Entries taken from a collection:
****************

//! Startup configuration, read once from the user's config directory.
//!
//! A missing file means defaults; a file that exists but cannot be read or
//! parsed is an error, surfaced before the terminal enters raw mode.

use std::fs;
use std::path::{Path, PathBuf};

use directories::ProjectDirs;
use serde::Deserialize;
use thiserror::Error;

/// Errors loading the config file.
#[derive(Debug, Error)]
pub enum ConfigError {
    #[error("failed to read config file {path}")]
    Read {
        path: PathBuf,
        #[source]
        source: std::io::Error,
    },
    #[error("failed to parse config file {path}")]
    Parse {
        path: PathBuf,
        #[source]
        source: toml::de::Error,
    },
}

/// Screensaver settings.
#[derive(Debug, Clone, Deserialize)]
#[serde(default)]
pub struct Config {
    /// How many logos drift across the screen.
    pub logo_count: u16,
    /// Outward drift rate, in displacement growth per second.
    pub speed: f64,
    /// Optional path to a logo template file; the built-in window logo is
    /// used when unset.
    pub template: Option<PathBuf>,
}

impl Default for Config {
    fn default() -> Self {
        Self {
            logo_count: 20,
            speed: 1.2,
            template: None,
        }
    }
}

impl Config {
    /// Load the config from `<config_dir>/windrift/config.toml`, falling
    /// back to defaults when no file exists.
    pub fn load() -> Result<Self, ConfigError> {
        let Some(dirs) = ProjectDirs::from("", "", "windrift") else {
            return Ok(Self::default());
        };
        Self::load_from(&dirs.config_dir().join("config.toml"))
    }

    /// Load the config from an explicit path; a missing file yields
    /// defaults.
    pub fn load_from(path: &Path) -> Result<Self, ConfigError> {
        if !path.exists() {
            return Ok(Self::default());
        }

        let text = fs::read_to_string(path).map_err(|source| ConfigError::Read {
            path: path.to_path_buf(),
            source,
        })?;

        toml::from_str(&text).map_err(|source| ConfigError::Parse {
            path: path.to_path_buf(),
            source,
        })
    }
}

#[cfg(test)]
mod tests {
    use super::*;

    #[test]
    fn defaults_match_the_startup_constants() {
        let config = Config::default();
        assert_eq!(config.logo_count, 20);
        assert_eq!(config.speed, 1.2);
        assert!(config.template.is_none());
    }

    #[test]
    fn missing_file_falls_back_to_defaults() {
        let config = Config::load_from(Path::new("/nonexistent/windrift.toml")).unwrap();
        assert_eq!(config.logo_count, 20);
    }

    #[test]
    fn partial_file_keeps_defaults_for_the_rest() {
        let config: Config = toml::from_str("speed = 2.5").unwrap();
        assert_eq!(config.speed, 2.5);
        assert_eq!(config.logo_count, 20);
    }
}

****************

> Task statement:
From the entries above, extract each line containing "speed".

> Finished task:
    pub speed: f64,
            speed: 1.2,
        assert_eq!(config.speed, 1.2);
        let config: Config = toml::from_str("speed = 2.5").unwrap();
        assert_eq!(config.speed, 2.5);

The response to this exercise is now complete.